# WORK TO BE COMPLETED
Filter the data for "replace" and copy matching lines.

# EXTRACTED DATA
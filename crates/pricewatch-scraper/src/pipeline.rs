//! Deterministic fetch → parse → extract path for URLs with a registered
//! adapter.

use chrono::{DateTime, Utc};
use pricewatch_core::{PriceRecord, ScrapedFields};
use scraper::Html;

use crate::adapters::Extractor;
use crate::client::PageFetcher;
use crate::error::ScrapeError;

/// Fetches `url` and extracts a record with `adapter`.
///
/// # Errors
///
/// Fetch errors from `fetcher`, [`ScrapeError::ParseDocument`] for an empty
/// body, and the first extraction failure. No partial record is produced.
pub async fn run<F: PageFetcher>(
    fetcher: &F,
    adapter: &dyn Extractor,
    url: &str,
) -> Result<PriceRecord, ScrapeError> {
    let body = fetcher.fetch(url).await?;
    extract_record(adapter, url, &body, Utc::now())
}

/// Runs every adapter method over `body` in order: title, price,
/// availability, image, currency, additional.
///
/// # Errors
///
/// See [`run`].
pub fn extract_record(
    adapter: &dyn Extractor,
    url: &str,
    body: &str,
    captured_at: DateTime<Utc>,
) -> Result<PriceRecord, ScrapeError> {
    let doc = parse_document(url, body)?;

    let name = adapter.extract_title(&doc)?;
    let price = adapter.extract_price(&doc)?;
    let availability = adapter.extract_availability(&doc);
    let main_image_url = adapter.extract_image_url(&doc)?;
    let currency = adapter.extract_currency(&doc);
    let additional_data = adapter.extract_additional(&doc);

    let fields = ScrapedFields {
        name,
        price,
        currency,
        availability,
        main_image_url,
        additional_data,
    };
    Ok(PriceRecord::new(url, fields, captured_at)?)
}

/// The HTML parser accepts any input, so the only unparseable document is
/// one with no content at all.
fn parse_document(url: &str, body: &str) -> Result<Html, ScrapeError> {
    if body.trim().is_empty() {
        return Err(ScrapeError::ParseDocument {
            url: url.to_owned(),
            reason: "response body is empty".to_owned(),
        });
    }
    Ok(Html::parse_document(body))
}

#[cfg(test)]
mod tests {
    use std::str::FromStr;

    use pricewatch_core::CurrencyCode;
    use rust_decimal::Decimal;

    use super::*;
    use crate::adapters::{nike, SelectorAdapter};

    const URL: &str = "https://www.nike.com/t/shoe/553558-169";

    fn adapter() -> SelectorAdapter {
        SelectorAdapter::compile(&nike::SELECTORS).unwrap()
    }

    struct StaticPage(&'static str);

    impl PageFetcher for StaticPage {
        async fn fetch(&self, _url: &str) -> Result<String, ScrapeError> {
            Ok(self.0.to_owned())
        }
    }

    const PAGE: &str = r#"<html><body>
        <h1 data-testid="product_title">Air Jordan 1 Low</h1>
        <span data-testid="currentPrice-container">₹12,995</span>
        <img data-testid="HeroImg" src="https://static.nike.com/hero.png" />
    </body></html>"#;

    #[tokio::test]
    async fn run_produces_normalized_record() {
        let record = run(&StaticPage(PAGE), &adapter(), URL).await.unwrap();
        assert_eq!(record.source_url(), URL);
        assert_eq!(record.price(), Decimal::from_str("12995.00").unwrap());
        assert_eq!(record.currency(), CurrencyCode::Inr);
        assert!(record.availability());
        assert_eq!(record.main_image_url(), "https://static.nike.com/hero.png");
    }

    #[test]
    fn missing_title_aborts_before_other_fields() {
        let page = PAGE.replace("product_title", "something_else");
        let err = extract_record(&adapter(), URL, &page, Utc::now()).unwrap_err();
        assert!(matches!(err, ScrapeError::FieldNotFound("title")));
    }

    #[test]
    fn unparseable_price_aborts_item() {
        let page = PAGE.replace("₹12,995", "Coming soon");
        let err = extract_record(&adapter(), URL, &page, Utc::now()).unwrap_err();
        assert!(matches!(err, ScrapeError::PriceParse { .. }));
    }

    #[test]
    fn missing_image_aborts_item() {
        let page = PAGE.replace("HeroImg", "Thumb");
        let err = extract_record(&adapter(), URL, &page, Utc::now()).unwrap_err();
        assert!(matches!(err, ScrapeError::FieldNotFound("image")));
    }

    #[test]
    fn empty_body_is_parse_document_error() {
        let err = extract_record(&adapter(), URL, "  \n ", Utc::now()).unwrap_err();
        assert!(matches!(err, ScrapeError::ParseDocument { ref url, .. } if url == URL));
    }
}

# TASK ANSWER
        let page = PAGE.replace("product_title", "something_else");
        let page = PAGE.replace("₹12,995", "Coming soon");
        let page = PAGE.replace("HeroImg", "Thumb");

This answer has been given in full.